Fund helps carpenter keep home after suffering 2 strokes

December 28, 2016

In March, Michael Peterson was a finish carpenter — a skilled artisan with a knack for designing intricate woodwork. In the past, he oversaw as many as six workers executing his plans.

Now, in the middle of a work day, he sits at a slightly awkward distance from a visitor in the ballroom of the once-grand, 1920s-era hotel where he rents a studio apartment in Alameda.

“A Spanish Baroque Moorish sort of thing,” he calls the place. “I sort of like decayed grandeur.” He bemoans the tattered condition of the room’s baseboard and casing, as he proudly shares photographs of elaborate finials and balusters he once would experimentally cut with a band saw.

In April, Peterson, who is 60, suffered two strokes, partially blinding him. “That ended my working life like that,“ he said, snapping his fingers. “Coming out of my stroke I didn’t just lose my memory, I lost any kind of — like, the membrane that separates me from the world.

I had no resource,” he said. “My friends couldn’t pay my rent, and I could no longer borrow because I could no longer work.

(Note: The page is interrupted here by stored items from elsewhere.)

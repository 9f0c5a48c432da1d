//! coding
//!
//! Hamming single-error-correcting codes.
//!
//! # Construction
//!
//! A code with `m` parity bits has codeword length `n = 2^m - 1` and data
//! length `k = n - m`. Bit positions count from 1 at the least significant
//! (rightmost) bit; positions that are powers of two hold parity bits, all
//! other positions hold data bits. The parity bit at position `2^i` covers
//! every position whose index has bit `i` set, so the syndrome of a received
//! word, read as a binary number, is exactly the 1-based position of a
//! single flipped bit.
//!
//! # Invariants
//!
//! - `decode(encode(d))` recovers `d` for every data word `d`
//! - Flipping any single codeword bit is detected and corrected
//! - Valid codewords have syndrome zero

pub mod gf2;

use std::fmt;

use serde::Serialize;
use thiserror::Error;

use crate::core::types::{Bits, BitsError};

/// Upper bound on the number of parity bits accepted by
/// [`HammingCode::new`]. Dense generator/check matrices are materialized
/// for display, which stops being reasonable past this point.
pub const MAX_PARITY_BITS: usize = 12;

/// Errors from code construction and use.
#[derive(Debug, Error, PartialEq)]
pub enum CodingError {
    #[error("number of parity bits must be at least 2, got {0}")]
    TooFewParityBits(usize),

    #[error("number of parity bits must be at most {MAX_PARITY_BITS}, got {0}")]
    TooManyParityBits(usize),

    #[error("expected a data word of {expected} bits, got {actual}")]
    DataLengthMismatch { expected: usize, actual: usize },

    #[error("expected a codeword of {expected} bits, got {actual}")]
    CodewordLengthMismatch { expected: usize, actual: usize },

    #[error(transparent)]
    Bits(#[from] BitsError),
}

/// A `(2^m - 1, 2^m - 1 - m)` Hamming code.
#[derive(Debug, Clone)]
pub struct HammingCode {
    parity_bits: usize,
    codeword_length: usize,
    data_length: usize,
    /// Check matrix H, row `i` column `p-1` is bit `i` of position `p`.
    check: Vec<Vec<u8>>,
}

/// Result of decoding a received word.
#[derive(Debug, Clone, PartialEq, Serialize)]
pub struct Decoded {
    /// The codeword after correction (equal to the input when clean)
    pub codeword: Bits,
    /// The extracted data bits
    pub data: Bits,
    /// Syndrome of the received word (0 for a valid codeword)
    pub syndrome: usize,
    /// Corrected bit position, 1-based from the right, if a correction
    /// happened
    pub corrected: Option<usize>,
}

impl HammingCode {
    /// Construct the code for `parity_bits` parity bits.
    ///
    /// # Errors
    ///
    /// Returns an error unless `2 <= parity_bits <= MAX_PARITY_BITS`.
    pub fn new(parity_bits: usize) -> Result<Self, CodingError> {
        if parity_bits < 2 {
            return Err(CodingError::TooFewParityBits(parity_bits));
        }
        if parity_bits > MAX_PARITY_BITS {
            return Err(CodingError::TooManyParityBits(parity_bits));
        }

        let codeword_length = (1 << parity_bits) - 1;
        let data_length = codeword_length - parity_bits;

        let check = (0..parity_bits)
            .map(|i| {
                (1..=codeword_length)
                    .map(|p| ((p >> i) & 1) as u8)
                    .collect()
            })
            .collect();

        Ok(Self {
            parity_bits,
            codeword_length,
            data_length,
            check,
        })
    }

    /// Number of parity bits `m`.
    pub fn parity_bits(&self) -> usize {
        self.parity_bits
    }

    /// Codeword length `n = 2^m - 1`.
    pub fn codeword_length(&self) -> usize {
        self.codeword_length
    }

    /// Data length `k = n - m`.
    pub fn data_length(&self) -> usize {
        self.data_length
    }

    /// Encode a data word of exactly `k` bits.
    ///
    /// Data bits fill the non-power-of-two positions from the right; parity
    /// bits are then computed over their coverage sets.
    ///
    /// # Errors
    ///
    /// Returns `CodingError::DataLengthMismatch` for a wrong-sized input.
    pub fn encode(&self, data: &Bits) -> Result<Bits, CodingError> {
        if data.len() != self.data_length {
            return Err(CodingError::DataLengthMismatch {
                expected: self.data_length,
                actual: data.len(),
            });
        }

        // by_pos[p - 1] is the bit at position p (position 1 = rightmost).
        let mut by_pos = vec![0u8; self.codeword_length];
        let data_lsb_first = data.reversed();
        let mut next_data = 0;
        for p in 1..=self.codeword_length {
            if !p.is_power_of_two() {
                by_pos[p - 1] = data_lsb_first[next_data];
                next_data += 1;
            }
        }

        for i in 0..self.parity_bits {
            let mask = 1usize << i;
            let mut parity = 0u8;
            for p in 1..=self.codeword_length {
                if p & mask != 0 {
                    parity ^= by_pos[p - 1];
                }
            }
            by_pos[mask - 1] = parity;
        }

        let msb_first: Vec<u8> = by_pos.iter().rev().copied().collect();
        Ok(Bits::from_bits(&msb_first)?)
    }

    /// Syndrome of a received word: `H . r` over GF(2), read as a binary
    /// number. Zero means the word is a valid codeword; otherwise the value
    /// is the 1-based position (from the right) of the flipped bit.
    ///
    /// # Errors
    ///
    /// Returns `CodingError::CodewordLengthMismatch` for a wrong-sized input.
    pub fn syndrome(&self, word: &Bits) -> Result<usize, CodingError> {
        if word.len() != self.codeword_length {
            return Err(CodingError::CodewordLengthMismatch {
                expected: self.codeword_length,
                actual: word.len(),
            });
        }

        let lsb_first = word.reversed();
        let syndrome_bits = gf2::mat_vec(&self.check, &lsb_first);
        Ok(syndrome_bits
            .iter()
            .enumerate()
            .fold(0, |acc, (i, &bit)| acc | ((bit as usize) << i)))
    }

    /// True if the word is a valid codeword (zero syndrome).
    pub fn is_valid(&self, word: &Bits) -> Result<bool, CodingError> {
        Ok(self.syndrome(word)? == 0)
    }

    /// Decode a received word, correcting a single flipped bit if present.
    pub fn decode(&self, received: &Bits) -> Result<Decoded, CodingError> {
        let syndrome = self.syndrome(received)?;

        let mut codeword = received.clone();
        let corrected = if syndrome != 0 {
            // The syndrome counts positions from the right; Bits indexes
            // from the left.
            codeword.flip(self.codeword_length - syndrome)?;
            Some(syndrome)
        } else {
            None
        };

        let data = self.extract_data(&codeword)?;
        Ok(Decoded {
            codeword,
            data,
            syndrome,
            corrected,
        })
    }

    /// Extract the data bits from a codeword, skipping parity positions.
    fn extract_data(&self, codeword: &Bits) -> Result<Bits, CodingError> {
        let lsb_first = codeword.reversed();
        let mut data_lsb = Vec::with_capacity(self.data_length);
        for p in 1..=self.codeword_length {
            if !p.is_power_of_two() {
                data_lsb.push(lsb_first[p - 1]);
            }
        }
        let msb_first: Vec<u8> = data_lsb.iter().rev().copied().collect();
        Ok(Bits::from_bits(&msb_first)?)
    }

    /// The check matrix H as rows of bits, columns in position order
    /// 1..=n.
    pub fn check_matrix(&self) -> &[Vec<u8>] {
        &self.check
    }

    /// The generator matrix: each data row is an identity row followed by
    /// that data position's check-matrix column.
    pub fn generator_matrix(&self) -> Vec<Vec<u8>> {
        let identity = gf2::identity(self.data_length);
        (0..self.data_length)
            .map(|i| {
                let mut row = identity[i].clone();
                for check_row in &self.check {
                    row.push(check_row[i]);
                }
                row
            })
            .collect()
    }
}

impl fmt::Display for HammingCode {
    fn fmt(&self, f: &mut fmt::Formatter<'_>) -> fmt::Result {
        write!(
            f,
            "({}, {}) Hamming code with {} parity bits",
            self.codeword_length, self.data_length, self.parity_bits
        )
    }
}

#[cfg(test)]
mod tests {
    use super::*;

    fn bits(s: &str) -> Bits {
        Bits::parse(s).unwrap()
    }

    #[test]
    fn seven_four_parameters() {
        let code = HammingCode::new(3).unwrap();
        assert_eq!(code.codeword_length(), 7);
        assert_eq!(code.data_length(), 4);
        assert_eq!(code.to_string(), "(7, 4) Hamming code with 3 parity bits");
    }

    #[test]
    fn rejects_out_of_range_parity_bits() {
        assert_eq!(
            HammingCode::new(1).unwrap_err(),
            CodingError::TooFewParityBits(1)
        );
        assert_eq!(
            HammingCode::new(13).unwrap_err(),
            CodingError::TooManyParityBits(13)
        );
    }

    #[test]
    fn encodes_known_word() {
        let code = HammingCode::new(3).unwrap();
        assert_eq!(code.encode(&bits("1011")).unwrap(), bits("1010101"));
    }

    #[test]
    fn encode_checks_data_length() {
        let code = HammingCode::new(3).unwrap();
        assert_eq!(
            code.encode(&bits("101")).unwrap_err(),
            CodingError::DataLengthMismatch {
                expected: 4,
                actual: 3
            }
        );
    }

    #[test]
    fn clean_codeword_has_zero_syndrome() {
        let code = HammingCode::new(3).unwrap();
        let word = code.encode(&bits("1011")).unwrap();
        assert_eq!(code.syndrome(&word).unwrap(), 0);
        assert!(code.is_valid(&word).unwrap());
    }

    #[test]
    fn syndrome_names_the_flipped_position() {
        let code = HammingCode::new(3).unwrap();
        let mut word = code.encode(&bits("1011")).unwrap();
        // Position 5 from the right is index 2 from the left in a 7-bit word.
        word.flip(2).unwrap();
        assert_eq!(code.syndrome(&word).unwrap(), 5);
        assert!(!code.is_valid(&word).unwrap());
    }

    #[test]
    fn decode_corrects_single_error() {
        let code = HammingCode::new(3).unwrap();
        let clean = code.encode(&bits("1011")).unwrap();
        let mut noisy = clean.clone();
        noisy.flip(6).unwrap(); // position 1 from the right

        let decoded = code.decode(&noisy).unwrap();
        assert_eq!(decoded.codeword, clean);
        assert_eq!(decoded.data, bits("1011"));
        assert_eq!(decoded.corrected, Some(1));
        assert_eq!(decoded.syndrome, 1);
    }

    #[test]
    fn decode_clean_word_reports_no_correction() {
        let code = HammingCode::new(3).unwrap();
        let clean = code.encode(&bits("0110")).unwrap();
        let decoded = code.decode(&clean).unwrap();
        assert_eq!(decoded.corrected, None);
        assert_eq!(decoded.data, bits("0110"));
    }

    #[test]
    fn check_matrix_columns_count_in_binary() {
        let code = HammingCode::new(3).unwrap();
        let check = code.check_matrix();
        // Column p-1 is the binary expansion of p, least significant row
        // first.
        for p in 1..=7usize {
            for (i, row) in check.iter().enumerate() {
                assert_eq!(row[p - 1], ((p >> i) & 1) as u8, "position {}", p);
            }
        }
    }

    #[test]
    fn generator_matrix_shape() {
        let code = HammingCode::new(3).unwrap();
        let gen = code.generator_matrix();
        assert_eq!(gen.len(), 4);
        assert!(gen.iter().all(|row| row.len() == 7));
        // Leading k columns form the identity.
        for (i, row) in gen.iter().enumerate() {
            for (j, &bit) in row.iter().take(4).enumerate() {
                assert_eq!(bit, u8::from(i == j));
            }
        }
    }

    #[test]
    fn smallest_code_roundtrips() {
        let code = HammingCode::new(2).unwrap();
        assert_eq!(code.codeword_length(), 3);
        assert_eq!(code.data_length(), 1);
        for word in ["0", "1"] {
            let decoded = code.decode(&code.encode(&bits(word)).unwrap()).unwrap();
            assert_eq!(decoded.data, bits(word));
        }
    }
}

“I used to refer to myself as ‘skinless, boneless chicken,’ because I just couldn’t process anything emotionally.” He felt exposed. Unprotected. “I was absolutely terrified.”

Peterson’s savings dwindled. The rent on his apartment was coming due. He filed a Social Security disability claim — an easy call from a medical point of view, but complicated by the informal nature of his employment. An appeal process dragged on. Since he could not work, his request for unemployment benefits was denied.

“I had no resource,” he said. “My friends couldn’t pay my rent, and I could no longer borrow because I could no longer work.”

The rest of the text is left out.